» PROBLEM DESCRIPTION: Below are entries; print them exactly from the first line through the one containing "let path = snapshot.file(0).await?.unwrap();".
[RECORDS PROVIDED Boundary: Start]
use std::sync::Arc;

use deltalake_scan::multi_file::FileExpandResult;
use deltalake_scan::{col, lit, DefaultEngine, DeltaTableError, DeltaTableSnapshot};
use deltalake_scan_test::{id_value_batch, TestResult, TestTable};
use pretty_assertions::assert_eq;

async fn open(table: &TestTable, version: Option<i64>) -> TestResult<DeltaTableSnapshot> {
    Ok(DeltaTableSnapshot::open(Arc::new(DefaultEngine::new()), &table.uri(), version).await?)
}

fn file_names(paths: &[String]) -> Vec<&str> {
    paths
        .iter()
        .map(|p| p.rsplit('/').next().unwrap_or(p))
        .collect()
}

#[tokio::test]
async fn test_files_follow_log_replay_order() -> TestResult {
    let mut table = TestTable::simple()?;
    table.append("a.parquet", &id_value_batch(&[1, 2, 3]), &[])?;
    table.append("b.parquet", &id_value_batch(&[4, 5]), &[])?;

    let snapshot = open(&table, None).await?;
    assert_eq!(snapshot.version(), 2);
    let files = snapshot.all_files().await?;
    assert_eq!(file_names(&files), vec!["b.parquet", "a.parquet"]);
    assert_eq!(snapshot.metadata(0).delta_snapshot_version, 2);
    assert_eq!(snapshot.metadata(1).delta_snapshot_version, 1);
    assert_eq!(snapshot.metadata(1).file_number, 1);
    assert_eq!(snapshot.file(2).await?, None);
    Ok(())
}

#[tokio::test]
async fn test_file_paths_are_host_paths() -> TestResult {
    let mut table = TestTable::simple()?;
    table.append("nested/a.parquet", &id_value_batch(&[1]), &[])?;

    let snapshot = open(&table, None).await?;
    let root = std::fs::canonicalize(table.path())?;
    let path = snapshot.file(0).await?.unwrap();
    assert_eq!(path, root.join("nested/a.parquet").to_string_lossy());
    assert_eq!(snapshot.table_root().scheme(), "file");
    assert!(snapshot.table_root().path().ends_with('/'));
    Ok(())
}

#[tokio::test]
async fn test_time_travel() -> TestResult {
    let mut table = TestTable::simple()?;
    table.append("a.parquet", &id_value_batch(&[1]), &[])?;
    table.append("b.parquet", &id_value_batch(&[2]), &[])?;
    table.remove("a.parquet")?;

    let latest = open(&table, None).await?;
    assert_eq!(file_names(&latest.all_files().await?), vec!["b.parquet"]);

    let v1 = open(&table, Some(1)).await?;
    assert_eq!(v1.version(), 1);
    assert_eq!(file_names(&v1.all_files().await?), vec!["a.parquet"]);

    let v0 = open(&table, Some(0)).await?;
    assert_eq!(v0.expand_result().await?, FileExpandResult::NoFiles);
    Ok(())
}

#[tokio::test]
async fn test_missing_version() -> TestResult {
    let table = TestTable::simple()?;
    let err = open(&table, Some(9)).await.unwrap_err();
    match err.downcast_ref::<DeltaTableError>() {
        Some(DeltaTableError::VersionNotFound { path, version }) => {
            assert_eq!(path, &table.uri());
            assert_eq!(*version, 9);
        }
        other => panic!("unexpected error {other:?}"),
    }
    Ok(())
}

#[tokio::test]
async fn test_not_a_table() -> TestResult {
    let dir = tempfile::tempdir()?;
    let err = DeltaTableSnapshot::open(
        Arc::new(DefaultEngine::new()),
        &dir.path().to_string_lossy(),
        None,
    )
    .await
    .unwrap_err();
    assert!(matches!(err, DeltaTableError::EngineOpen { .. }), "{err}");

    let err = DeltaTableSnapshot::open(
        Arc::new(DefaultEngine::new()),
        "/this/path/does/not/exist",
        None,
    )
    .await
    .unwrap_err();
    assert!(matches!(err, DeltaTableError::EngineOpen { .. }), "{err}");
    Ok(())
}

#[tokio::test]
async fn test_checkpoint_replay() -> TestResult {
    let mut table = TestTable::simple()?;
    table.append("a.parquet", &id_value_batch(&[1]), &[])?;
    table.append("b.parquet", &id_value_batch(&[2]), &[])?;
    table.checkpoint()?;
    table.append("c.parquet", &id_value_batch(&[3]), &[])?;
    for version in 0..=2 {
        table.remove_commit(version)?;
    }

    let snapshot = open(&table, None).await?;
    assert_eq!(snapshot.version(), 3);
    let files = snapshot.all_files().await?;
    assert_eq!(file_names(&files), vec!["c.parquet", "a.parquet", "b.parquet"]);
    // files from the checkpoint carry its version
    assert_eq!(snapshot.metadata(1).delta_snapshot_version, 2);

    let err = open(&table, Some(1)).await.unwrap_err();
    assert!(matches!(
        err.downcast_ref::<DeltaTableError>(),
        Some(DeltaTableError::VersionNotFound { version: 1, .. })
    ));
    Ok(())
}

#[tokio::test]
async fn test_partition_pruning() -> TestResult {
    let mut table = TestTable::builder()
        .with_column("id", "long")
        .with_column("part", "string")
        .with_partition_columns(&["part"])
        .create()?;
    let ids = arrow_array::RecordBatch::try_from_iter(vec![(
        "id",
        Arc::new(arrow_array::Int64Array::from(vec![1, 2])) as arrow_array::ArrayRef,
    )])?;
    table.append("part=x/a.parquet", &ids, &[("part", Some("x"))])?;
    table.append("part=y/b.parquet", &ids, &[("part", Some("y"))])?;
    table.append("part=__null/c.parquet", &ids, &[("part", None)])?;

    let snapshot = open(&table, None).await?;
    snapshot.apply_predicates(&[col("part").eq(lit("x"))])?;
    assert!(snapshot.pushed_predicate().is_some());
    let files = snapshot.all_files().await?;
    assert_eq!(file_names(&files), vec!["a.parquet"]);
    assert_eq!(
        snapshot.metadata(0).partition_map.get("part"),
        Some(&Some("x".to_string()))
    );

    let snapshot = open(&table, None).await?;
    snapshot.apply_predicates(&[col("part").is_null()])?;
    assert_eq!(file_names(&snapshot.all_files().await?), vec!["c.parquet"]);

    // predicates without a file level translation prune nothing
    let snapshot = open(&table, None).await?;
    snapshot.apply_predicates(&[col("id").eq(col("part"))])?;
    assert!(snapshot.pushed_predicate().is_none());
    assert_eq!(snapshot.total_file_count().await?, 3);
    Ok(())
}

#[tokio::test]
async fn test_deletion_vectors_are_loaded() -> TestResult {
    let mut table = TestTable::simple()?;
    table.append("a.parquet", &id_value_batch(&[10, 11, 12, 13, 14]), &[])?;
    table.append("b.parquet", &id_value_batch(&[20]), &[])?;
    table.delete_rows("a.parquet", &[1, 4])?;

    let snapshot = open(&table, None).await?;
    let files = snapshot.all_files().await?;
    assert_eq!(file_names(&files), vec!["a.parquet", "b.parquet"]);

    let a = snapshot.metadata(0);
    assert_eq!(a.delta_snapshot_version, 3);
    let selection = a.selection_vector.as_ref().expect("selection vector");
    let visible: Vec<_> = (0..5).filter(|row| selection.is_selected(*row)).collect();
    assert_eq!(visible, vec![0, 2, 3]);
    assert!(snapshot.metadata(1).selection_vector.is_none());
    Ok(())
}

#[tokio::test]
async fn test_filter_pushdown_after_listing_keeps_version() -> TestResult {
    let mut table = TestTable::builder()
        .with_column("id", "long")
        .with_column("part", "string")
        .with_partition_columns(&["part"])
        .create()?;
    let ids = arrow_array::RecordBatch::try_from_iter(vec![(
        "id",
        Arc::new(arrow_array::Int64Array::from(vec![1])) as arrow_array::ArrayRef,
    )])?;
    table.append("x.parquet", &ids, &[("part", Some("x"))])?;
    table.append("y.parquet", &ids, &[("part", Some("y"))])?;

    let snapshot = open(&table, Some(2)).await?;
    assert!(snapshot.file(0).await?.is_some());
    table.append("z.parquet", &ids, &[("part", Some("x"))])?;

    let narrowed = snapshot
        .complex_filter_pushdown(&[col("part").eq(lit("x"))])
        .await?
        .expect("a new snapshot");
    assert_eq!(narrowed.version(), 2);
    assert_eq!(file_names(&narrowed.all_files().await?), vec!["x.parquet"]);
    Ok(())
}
[RECORDS PROVIDED Boundary: End]
» SOLVED PROBLEM:
use std::sync::Arc;

use deltalake_scan::multi_file::FileExpandResult;
use deltalake_scan::{col, lit, DefaultEngine, DeltaTableError, DeltaTableSnapshot};
use deltalake_scan_test::{id_value_batch, TestResult, TestTable};
use pretty_assertions::assert_eq;

async fn open(table: &TestTable, version: Option<i64>) -> TestResult<DeltaTableSnapshot> {
    Ok(DeltaTableSnapshot::open(Arc::new(DefaultEngine::new()), &table.uri(), version).await?)
}

fn file_names(paths: &[String]) -> Vec<&str> {
    paths
        .iter()
        .map(|p| p.rsplit('/').next().unwrap_or(p))
        .collect()
}

#[tokio::test]
async fn test_files_follow_log_replay_order() -> TestResult {
    let mut table = TestTable::simple()?;
    table.append("a.parquet", &id_value_batch(&[1, 2, 3]), &[])?;
    table.append("b.parquet", &id_value_batch(&[4, 5]), &[])?;

    let snapshot = open(&table, None).await?;
    assert_eq!(snapshot.version(), 2);
    let files = snapshot.all_files().await?;
    assert_eq!(file_names(&files), vec!["b.parquet", "a.parquet"]);
    assert_eq!(snapshot.metadata(0).delta_snapshot_version, 2);
    assert_eq!(snapshot.metadata(1).delta_snapshot_version, 1);
    assert_eq!(snapshot.metadata(1).file_number, 1);
    assert_eq!(snapshot.file(2).await?, None);
    Ok(())
}

#[tokio::test]
async fn test_file_paths_are_host_paths() -> TestResult {
    let mut table = TestTable::simple()?;
    table.append("nested/a.parquet", &id_value_batch(&[1]), &[])?;

    let snapshot = open(&table, None).await?;
    let root = std::fs::canonicalize(table.path())?;
    let path = snapshot.file(0).await?.unwrap();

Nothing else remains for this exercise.